Oireachtas Joint and Select Committees
Tuesday, 21 October 2014
Joint Oireachtas Committee on Environment, Culture and the Gaeltacht
Water Tariffs: Commission for Energy Regulation
2:40 pm
Mr. Paul McGowan:
I will try to answer the questions in order. Under the first-fix policy Irish Water may spend €51 million. If it spends that amount of money it is important that it is accounted for properly. It has always been our intention to analyse the first-fix policy and submit it for consultation in order to ensure that it delivers value for money for all consumers. A pilot study is currently being carried out by Irish Water on first fixes, comprising 100 first fixes. The results of that, along with its proposal on what the first-fix policy will mean, will be available to us for public consultation in the first week of November, and our intention is that the first phase of the first fix will begin in January 2015, based on what we call a partial approval. We will grant it an approval on certain terms and conditions for a certain amount of money from January 2015. We will follow that with a full and final decision on the first-fix policy. We did not come to a decision in the last day or two; we have known for some time that the first-fix policy would need to be the subject of consultation to ensure that value for money is achieved.
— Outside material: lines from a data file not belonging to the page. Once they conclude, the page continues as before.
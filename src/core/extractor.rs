//! Submit-a-URL flow: validate, summarize, record.
//!
//! Each request runs as its own tokio task behind an `ExtractionHandle`.
//! Only the most recently started request may add a record: starting a new
//! one aborts the previous task, and a handle from an older generation is
//! reported as superseded even if its response already arrived.

use std::sync::Arc;

use thiserror::Error;
use tokio::task::{AbortHandle, JoinHandle};

use crate::adapters::{validate_url, Extraction, ExtractionError, Summarizer};
use crate::core::store::ContentStore;
use crate::domain::ContentRecord;
use crate::storage::StorageError;

/// Errors from the submit-a-URL flow
#[derive(Debug, Error)]
pub enum ExtractError {
    /// Rejected before any request was made
    #[error("Please enter a valid URL (must start with http:// or https://)")]
    InvalidUrl(String),

    #[error(transparent)]
    Extraction(#[from] ExtractionError),

    #[error("Failed to save extracted content: {0}")]
    Storage(#[from] StorageError),

    /// A newer extraction was started before this one was recorded
    #[error("Extraction of {0} was superseded by a newer request")]
    Superseded(String),

    #[error("Extraction of {0} was cancelled")]
    Cancelled(String),
}

/// A started extraction request
#[derive(Debug)]
pub struct ExtractionHandle {
    url: String,
    generation: u64,
    task: JoinHandle<Result<Extraction, ExtractionError>>,
}

impl ExtractionHandle {
    /// URL being extracted
    pub fn url(&self) -> &str {
        &self.url
    }

    /// Abort the request; completing the handle then yields `Cancelled`
    pub fn cancel(&self) {
        self.task.abort();
    }

    /// Whether the response (or failure) has arrived
    pub fn is_finished(&self) -> bool {
        self.task.is_finished()
    }
}

/// Drives extractions into a content store
pub struct Extractor {
    summarizer: Arc<dyn Summarizer>,
    store: ContentStore,
    generation: u64,
    in_flight: Option<AbortHandle>,
}

impl Extractor {
    pub fn new(summarizer: Arc<dyn Summarizer>, store: ContentStore) -> Self {
        Self {
            summarizer,
            store,
            generation: 0,
            in_flight: None,
        }
    }

    pub fn store(&self) -> &ContentStore {
        &self.store
    }

    pub fn store_mut(&mut self) -> &mut ContentStore {
        &mut self.store
    }

    pub fn into_store(self) -> ContentStore {
        self.store
    }

    /// True while the current request has not finished
    pub fn is_loading(&self) -> bool {
        self.in_flight
            .as_ref()
            .map_or(false, |task| !task.is_finished())
    }

    /// Validate `url` and start the request, superseding any earlier one.
    ///
    /// Must be called from within a tokio runtime.
    pub fn begin(&mut self, url: &str) -> Result<ExtractionHandle, ExtractError> {
        if !validate_url(url) {
            return Err(ExtractError::InvalidUrl(url.to_string()));
        }

        if let Some(previous) = self.in_flight.take() {
            if !previous.is_finished() {
                tracing::info!("Cancelling in-flight extraction for a newer request");
            }
            previous.abort();
        }

        self.generation += 1;
        let summarizer = Arc::clone(&self.summarizer);
        let target = url.to_string();
        let task = tokio::spawn(async move { summarizer.extract(&target).await });
        self.in_flight = Some(task.abort_handle());

        tracing::info!(url, summarizer = self.summarizer.name(), "Extraction started");
        Ok(ExtractionHandle {
            url: url.to_string(),
            generation: self.generation,
            task,
        })
    }

    /// Wait for `handle` and record its result if it is still the current request
    pub async fn complete(
        &mut self,
        handle: ExtractionHandle,
    ) -> Result<ContentRecord, ExtractError> {
        let ExtractionHandle {
            url,
            generation,
            task,
        } = handle;

        let outcome = task.await;

        if generation != self.generation {
            tracing::info!(url = %url, "Discarding superseded extraction");
            return Err(ExtractError::Superseded(url));
        }
        self.in_flight = None;

        let extraction = match outcome {
            Ok(result) => result?,
            Err(err) if err.is_cancelled() => return Err(ExtractError::Cancelled(url)),
            Err(err) => {
                tracing::error!(url = %url, "Extraction task failed: {}", err);
                return Err(ExtractionError::Failed.into());
            }
        };

        let record =
            self.store
                .add_from_extraction(&url, &extraction.summary, extraction.key_points)?;
        tracing::info!(id = %record.id, domain = %record.domain, "Extraction recorded");
        Ok(record)
    }

    /// Start and complete one extraction
    pub async fn extract(&mut self, url: &str) -> Result<ContentRecord, ExtractError> {
        let handle = self.begin(url)?;
        self.complete(handle).await
    }
}

#[cfg(test)]
mod tests {
    use super::*;
    use crate::storage::MemoryStorage;
    use async_trait::async_trait;
    use std::sync::atomic::{AtomicUsize, Ordering};

    /// Summarizer answering from the URL, counting calls
    #[derive(Default)]
    struct EchoSummarizer {
        calls: AtomicUsize,
    }

    #[async_trait]
    impl Summarizer for EchoSummarizer {
        fn name(&self) -> &str {
            "echo"
        }

        async fn extract(&self, url: &str) -> Result<Extraction, ExtractionError> {
            self.calls.fetch_add(1, Ordering::SeqCst);
            if url.contains("fail") {
                return Err(ExtractionError::Failed);
            }
            Ok(Extraction::new(
                format!("summary of {}", url),
                vec!["one".to_string(), "two".to_string()],
            ))
        }
    }

    fn extractor() -> (Arc<EchoSummarizer>, Extractor) {
        let summarizer = Arc::new(EchoSummarizer::default());
        let store = ContentStore::open(MemoryStorage::new());
        (summarizer.clone(), Extractor::new(summarizer, store))
    }

    #[tokio::test]
    async fn test_invalid_url_makes_no_request() {
        let (summarizer, mut extractor) = extractor();

        let err = extractor.extract("ftp://a.com").await.unwrap_err();

        assert!(matches!(err, ExtractError::InvalidUrl(_)));
        assert_eq!(summarizer.calls.load(Ordering::SeqCst), 0);
        assert!(extractor.store().is_empty());
    }

    #[tokio::test]
    async fn test_success_records_newest_first() {
        let (_, mut extractor) = extractor();

        extractor.extract("https://a.com/1").await.unwrap();
        let record = extractor.extract("https://b.com/2").await.unwrap();

        assert_eq!(record.summary, "summary of https://b.com/2");
        assert_eq!(record.key_points, vec!["one", "two"]);
        assert_eq!(record.domain, "b.com");
        assert_eq!(extractor.store().snapshot()[0], record);
        assert!(!extractor.is_loading());
    }

    #[tokio::test]
    async fn test_failure_records_nothing() {
        let (_, mut extractor) = extractor();

        let err = extractor.extract("https://fail.example.com").await.unwrap_err();

        assert_eq!(
            err.to_string(),
            "Failed to extract content. Please check the URL and try again."
        );
        assert!(extractor.store().is_empty());
    }

    #[tokio::test]
    async fn test_superseded_request_is_not_recorded() {
        let (_, mut extractor) = extractor();

        let stale = extractor.begin("https://old.com").unwrap();
        let current = extractor.begin("https://new.com").unwrap();

        let err = extractor.complete(stale).await.unwrap_err();
        assert!(matches!(err, ExtractError::Superseded(url) if url == "https://old.com"));

        let record = extractor.complete(current).await.unwrap();
        assert_eq!(record.domain, "new.com");
        assert_eq!(extractor.store().len(), 1);
    }

    #[tokio::test]
    async fn test_cancelled_request_is_not_recorded() {
        let (_, mut extractor) = extractor();

        let handle = extractor.begin("https://a.com").unwrap();
        handle.cancel();
        let result = extractor.complete(handle).await;

        // The task may have finished before the abort landed
        match result {
            Err(ExtractError::Cancelled(url)) => {
                assert_eq!(url, "https://a.com");
                assert!(extractor.store().is_empty());
            }
            Ok(record) => assert_eq!(extractor.store().snapshot()[0], record),
            Err(other) => panic!("unexpected error: {other}"),
        }
    }
}
//! Terminal rendering for library records.

use chrono::{DateTime, Local, TimeZone, Utc};

use crate::core::QueryView;
use crate::domain::ContentRecord;

/// Summary characters shown before "Show more"
pub const SUMMARY_PREVIEW_CHARS: usize = 200;

/// Key points shown before "Show more"
pub const KEY_POINT_PREVIEW: usize = 3;

/// Cut `text` to `max` characters, appending "..." when shortened
pub fn truncate(text: &str, max: usize) -> String {
    if text.chars().count() <= max {
        return text.to_string();
    }
    let cut: String = text.chars().take(max).collect();
    format!("{}...", cut)
}

/// Key point without leading markdown bullets ("** point" -> "point")
pub fn clean_point(point: &str) -> &str {
    point.trim_start_matches('*').trim_start()
}

/// "May 1, 2024, 02:00 PM" in the local time zone
pub fn format_date(at: &DateTime<Utc>) -> String {
    format_date_in(at, &Local)
}

pub fn format_date_in<Tz: TimeZone>(at: &DateTime<Utc>, tz: &Tz) -> String
where
    Tz::Offset: std::fmt::Display,
{
    at.with_timezone(tz).format("%b %-d, %Y, %I:%M %p").to_string()
}

/// Full card for one record
pub fn card(record: &ContentRecord, full: bool) -> String {
    let mut out = String::new();

    out.push_str(&format!(
        "[{}] {}  {}\n",
        record.id,
        record.domain,
        format_date(&record.extracted_at)
    ));
    out.push_str(&format!("  {}\n", record.url));
    if let Some(title) = &record.title {
        out.push_str(&format!("  Title: {}\n", title));
    }

    out.push_str("\n  Summary\n");
    let summary = if full {
        record.summary.clone()
    } else {
        truncate(&record.summary, SUMMARY_PREVIEW_CHARS)
    };
    out.push_str(&format!("  {}\n", summary));

    if !record.key_points.is_empty() {
        out.push_str("\n  Key Points\n");
        let shown = if full {
            record.key_points.len()
        } else {
            KEY_POINT_PREVIEW
        };
        for point in record.key_points.iter().take(shown) {
            out.push_str(&format!("  • {}\n", clean_point(point)));
        }

        let hidden = record.key_points.len().saturating_sub(shown);
        if hidden > 0 {
            out.push_str(&format!("  ({} more points, use --full)\n", hidden));
        }
    }

    out
}

/// One table row: id, domain, truncated summary
pub fn row(record: &ContentRecord) -> String {
    format!(
        "{:<15} {:<28} {:<50}",
        record.id.as_str(),
        truncate(&record.domain, 25),
        truncate(&record.summary.replace('\n', " "), 47)
    )
}

/// "Showing X of Y extracted contents", where X is what `limit` lets through
pub fn counts(view: &QueryView, limit: Option<usize>) -> String {
    let printed = limit.map_or(view.shown(), |n| n.min(view.shown()));
    let line = format!(
        "Showing {} of {} extracted contents",
        printed, view.total
    );

    match view.shown() - printed {
        0 => line,
        hidden => format!("{} ({} more match, raise --limit to see them)", line, hidden),
    }
}

/// Message for an empty result, if one applies
pub fn empty_state(has_content: bool, filtered: bool) -> Option<&'static str> {
    if filtered {
        Some("No matching results. Try adjusting your filters or search terms.")
    } else if !has_content {
        Some("No content yet. Use 'gist extract <url>' to extract and summarize a page.")
    } else {
        None
    }
}
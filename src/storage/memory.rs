//! In-memory storage slot.
//!
//! Holds the serialized payload exactly as the file backend would, so
//! corrupt payloads behave the same. Clones share the slot.

use std::sync::{Arc, Mutex};

use super::{decode, StorageAdapter, StorageError};
use crate::domain::ContentRecord;

#[derive(Debug, Clone, Default)]
pub struct MemoryStorage {
    slot: Arc<Mutex<Option<String>>>,
}

impl MemoryStorage {
    /// An empty slot
    pub fn new() -> Self {
        Self::default()
    }

    /// A slot pre-filled with a raw payload
    pub fn with_raw(raw: impl Into<String>) -> Self {
        Self {
            slot: Arc::new(Mutex::new(Some(raw.into()))),
        }
    }

    /// Raw stored payload, if any
    pub fn raw(&self) -> Option<String> {
        self.slot.lock().ok().and_then(|slot| slot.clone())
    }

    fn put(&self, value: Option<String>) -> Result<(), StorageError> {
        let mut slot = self
            .slot
            .lock()
            .map_err(|_| std::io::Error::new(std::io::ErrorKind::Other, "storage slot poisoned"))?;
        *slot = value;
        Ok(())
    }
}

impl StorageAdapter for MemoryStorage {
    fn load(&self) -> Vec<ContentRecord> {
        match self.raw() {
            Some(raw) => decode("memory", &raw),
            None => Vec::new(),
        }
    }

    fn save(&self, records: &[ContentRecord]) -> Result<(), StorageError> {
        let raw = serde_json::to_string(records)?;
        self.put(Some(raw))
    }

    fn clear(&self) -> Result<(), StorageError> {
        self.put(None)
    }
}
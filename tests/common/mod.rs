//! Shared helpers for integration tests.

#![allow(dead_code)]

use chrono::{DateTime, Utc};
use gist::{ContentId, ContentRecord, ExtractionClient};
use tokio::io::{AsyncReadExt, AsyncWriteExt};
use tokio::net::{TcpListener, TcpStream};
use tokio::task::JoinHandle;

/// Build a record with a fixed ID and timestamp
pub fn record(id: i64, url: &str, summary: &str, at: DateTime<Utc>) -> ContentRecord {
    ContentRecord::new(
        ContentId::from_millis(id),
        url,
        summary,
        vec![format!("key point {}", id)],
        at,
    )
}

/// Client that talks to loopback directly, whatever proxy the environment sets
pub fn loopback_client(base_url: &str) -> ExtractionClient {
    let client = reqwest::Client::builder()
        .no_proxy()
        .build()
        .expect("build reqwest client");
    ExtractionClient::with_client(base_url, client)
}

/// Serve exactly one HTTP response on a loopback port.
///
/// Returns the base URL and a handle resolving to the raw request received.
pub async fn serve_once(status: &str, body: &str) -> (String, JoinHandle<String>) {
    let listener = TcpListener::bind("127.0.0.1:0").await.unwrap();
    let addr = listener.local_addr().unwrap();
    let response = format!(
        "HTTP/1.1 {}\r\ncontent-type: application/json\r\ncontent-length: {}\r\nconnection: close\r\n\r\n{}",
        status,
        body.len(),
        body
    );

    let handle = tokio::spawn(async move {
        let (mut socket, _) = listener.accept().await.unwrap();
        let request = read_request(&mut socket).await;
        socket.write_all(response.as_bytes()).await.unwrap();
        let _ = socket.shutdown().await;
        request
    });

    (format!("http://{}", addr), handle)
}

/// A loopback base URL nothing listens on
pub async fn closed_port() -> String {
    let listener = TcpListener::bind("127.0.0.1:0").await.unwrap();
    let addr = listener.local_addr().unwrap();
    drop(listener);
    format!("http://{}", addr)
}

async fn read_request(socket: &mut TcpStream) -> String {
    let mut buf = Vec::new();
    let mut chunk = [0u8; 1024];

    loop {
        let n = socket.read(&mut chunk).await.unwrap();
        if n == 0 {
            break;
        }
        buf.extend_from_slice(&chunk[..n]);

        if let Some(end) = buf.windows(4).position(|w| w == b"\r\n\r\n") {
            let headers = String::from_utf8_lossy(&buf[..end]).to_lowercase();
            let body_len = headers
                .lines()
                .find_map(|line| line.strip_prefix("content-length:"))
                .and_then(|v| v.trim().parse::<usize>().ok())
                .unwrap_or(0);
            if buf.len() >= end + 4 + body_len {
                break;
            }
        }
    }

    String::from_utf8_lossy(&buf).into_owned()
}

/// Body of a raw HTTP request
pub fn body_of(request: &str) -> &str {
    request.split("\r\n\r\n").nth(1).unwrap_or("")
}
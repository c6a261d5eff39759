//! gist - Summarize web pages and keep a searchable library of the results
//!
//! URLs are sent to a remote summarization API; each result becomes a
//! record in a local, single-slot JSON library that can be searched,
//! filtered, sorted and exported.
//!
//! # Architecture
//!
//! - Records are created once and never modified
//! - The library is stored newest-first as a single JSON array
//! - Every change is written through before it becomes visible
//!
//! # Modules
//!
//! - `adapters`: Summarization API client and URL helpers
//! - `core`: Content store, query engine, extractor, exports
//! - `domain`: Data structures (ContentRecord, FilterCriteria)
//! - `storage`: Storage slot backends
//! - `cli`: Command-line interface
//!
//! # Usage
//!
//! ```bash
//! # Summarize a page
//! GIST_API_URL=https://summarizer.example.com gist extract https://example.com/article
//!
//! # Browse
//! gist list --search rust --range week --sort length --order asc
//!
//! # Export everything
//! gist export -o ./exports
//! ```

pub mod adapters;
pub mod cli;
pub mod config;
pub mod core;
pub mod domain;
pub mod storage;

// Re-export main types at crate root for convenience
pub use adapters::{domain_of, validate_url, Extraction, ExtractionClient, ExtractionError, Summarizer};
pub use core::{ContentStore, ExtractError, Extractor};
pub use domain::{ContentId, ContentRecord, DateRange, DomainFilter, FilterCriteria, SortBy, SortOrder};
pub use storage::{JsonFileStorage, MemoryStorage, StorageAdapter, StorageError};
Irish Water submitted proposals to us in its water charges plan concerning call-out charges. We expressed concern about the level of those charges. We said that we have not approved them and we will consult on what they should be. We stated quite clearly that if anybody incurred those charges he or she would receive a rebate of any charges paid over and above what we would eventually approve. We have not signed off on any call-out charges.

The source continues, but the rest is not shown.